**Aim of the exercise**
Starting with the first line and ending with the last, copy the entries word for word.

**Provided records**
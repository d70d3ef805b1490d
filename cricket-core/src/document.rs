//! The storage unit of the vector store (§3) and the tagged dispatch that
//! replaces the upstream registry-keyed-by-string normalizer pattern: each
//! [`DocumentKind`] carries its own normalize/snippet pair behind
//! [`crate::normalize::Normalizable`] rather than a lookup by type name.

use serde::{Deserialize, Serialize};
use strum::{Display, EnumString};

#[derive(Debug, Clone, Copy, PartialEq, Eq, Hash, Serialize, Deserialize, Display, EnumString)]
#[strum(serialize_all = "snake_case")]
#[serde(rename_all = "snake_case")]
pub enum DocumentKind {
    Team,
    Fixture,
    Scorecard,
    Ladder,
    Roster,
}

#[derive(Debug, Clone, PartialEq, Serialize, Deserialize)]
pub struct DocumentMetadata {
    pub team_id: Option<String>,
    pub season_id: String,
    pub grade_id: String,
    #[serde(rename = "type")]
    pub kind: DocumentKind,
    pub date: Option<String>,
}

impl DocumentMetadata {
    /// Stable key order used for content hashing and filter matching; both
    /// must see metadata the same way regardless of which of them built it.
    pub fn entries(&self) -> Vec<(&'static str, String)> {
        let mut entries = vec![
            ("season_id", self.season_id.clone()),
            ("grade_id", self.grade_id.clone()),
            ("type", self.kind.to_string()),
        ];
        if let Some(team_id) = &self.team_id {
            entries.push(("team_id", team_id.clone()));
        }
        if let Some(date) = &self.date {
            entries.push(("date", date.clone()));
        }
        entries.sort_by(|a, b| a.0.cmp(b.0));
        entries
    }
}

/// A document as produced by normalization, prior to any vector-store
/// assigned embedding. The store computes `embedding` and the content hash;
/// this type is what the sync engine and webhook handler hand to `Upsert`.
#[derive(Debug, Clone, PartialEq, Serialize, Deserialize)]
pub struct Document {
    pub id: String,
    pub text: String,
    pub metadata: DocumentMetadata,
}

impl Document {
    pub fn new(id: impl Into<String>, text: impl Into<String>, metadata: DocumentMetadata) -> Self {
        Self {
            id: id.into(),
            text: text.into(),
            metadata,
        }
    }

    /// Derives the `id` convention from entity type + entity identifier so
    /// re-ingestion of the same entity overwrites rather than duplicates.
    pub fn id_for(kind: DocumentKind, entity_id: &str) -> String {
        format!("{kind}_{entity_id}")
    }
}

**Finished task**
repository d70d3ef805b1490d
filename cricket-core/src/document.rs
//! The storage unit of the vector store (§3) and the tagged dispatch that
//! replaces the upstream registry-keyed-by-string normalizer pattern: each
//! [`DocumentKind`] carries its own normalize/snippet pair behind
//! [`crate::normalize::Normalizable`] rather than a lookup by type name.

use serde::{Deserialize, Serialize};
use strum::{Display, EnumString};

#[derive(Debug, Clone, Copy, PartialEq, Eq, Hash, Serialize, Deserialize, Display, EnumString)]
#[strum(serialize_all = "snake_case")]
#[serde(rename_all = "snake_case")]
pub enum DocumentKind {
    Team,
    Fixture,
    Scorecard,
    Ladder,
    Roster,
}

#[derive(Debug, Clone, PartialEq, Serialize, Deserialize)]
pub struct DocumentMetadata {
    pub team_id: Option<String>,
    pub season_id: String,
    pub grade_id: String,
    #[serde(rename = "type")]
    pub kind: DocumentKind,
    pub date: Option<String>,
}

impl DocumentMetadata {
    /// Stable key order used for content hashing and filter matching; both
    /// must see metadata the same way regardless of which of them built it.
    pub fn entries(&self) -> Vec<(&'static str, String)> {
        let mut entries = vec![
            ("season_id", self.season_id.clone()),
            ("grade_id", self.grade_id.clone()),
            ("type", self.kind.to_string()),
        ];
        if let Some(team_id) = &self.team_id {
            entries.push(("team_id", team_id.clone()));
        }
        if let Some(date) = &self.date {
            entries.push(("date", date.clone()));
        }
        entries.sort_by(|a, b| a.0.cmp(b.0));
        entries
    }
}

/// A document as produced by normalization, prior to any vector-store
/// assigned embedding. The store computes `embedding` and the content hash;
/// this type is what the sync engine and webhook handler hand to `Upsert`.
#[derive(Debug, Clone, PartialEq, Serialize, Deserialize)]
pub struct Document {
    pub id: String,
    pub text: String,
    pub metadata: DocumentMetadata,
}

impl Document {
    pub fn new(id: impl Into<String>, text: impl Into<String>, metadata: DocumentMetadata) -> Self {
        Self {
            id: id.into(),
            text: text.into(),
            metadata,
        }
    }

    /// Derives the `id` convention from entity type + entity identifier so
    /// re-ingestion of the same entity overwrites rather than duplicates.
    pub fn id_for(kind: DocumentKind, entity_id: &str) -> String {
        format!("{kind}_{entity_id}")
    }
}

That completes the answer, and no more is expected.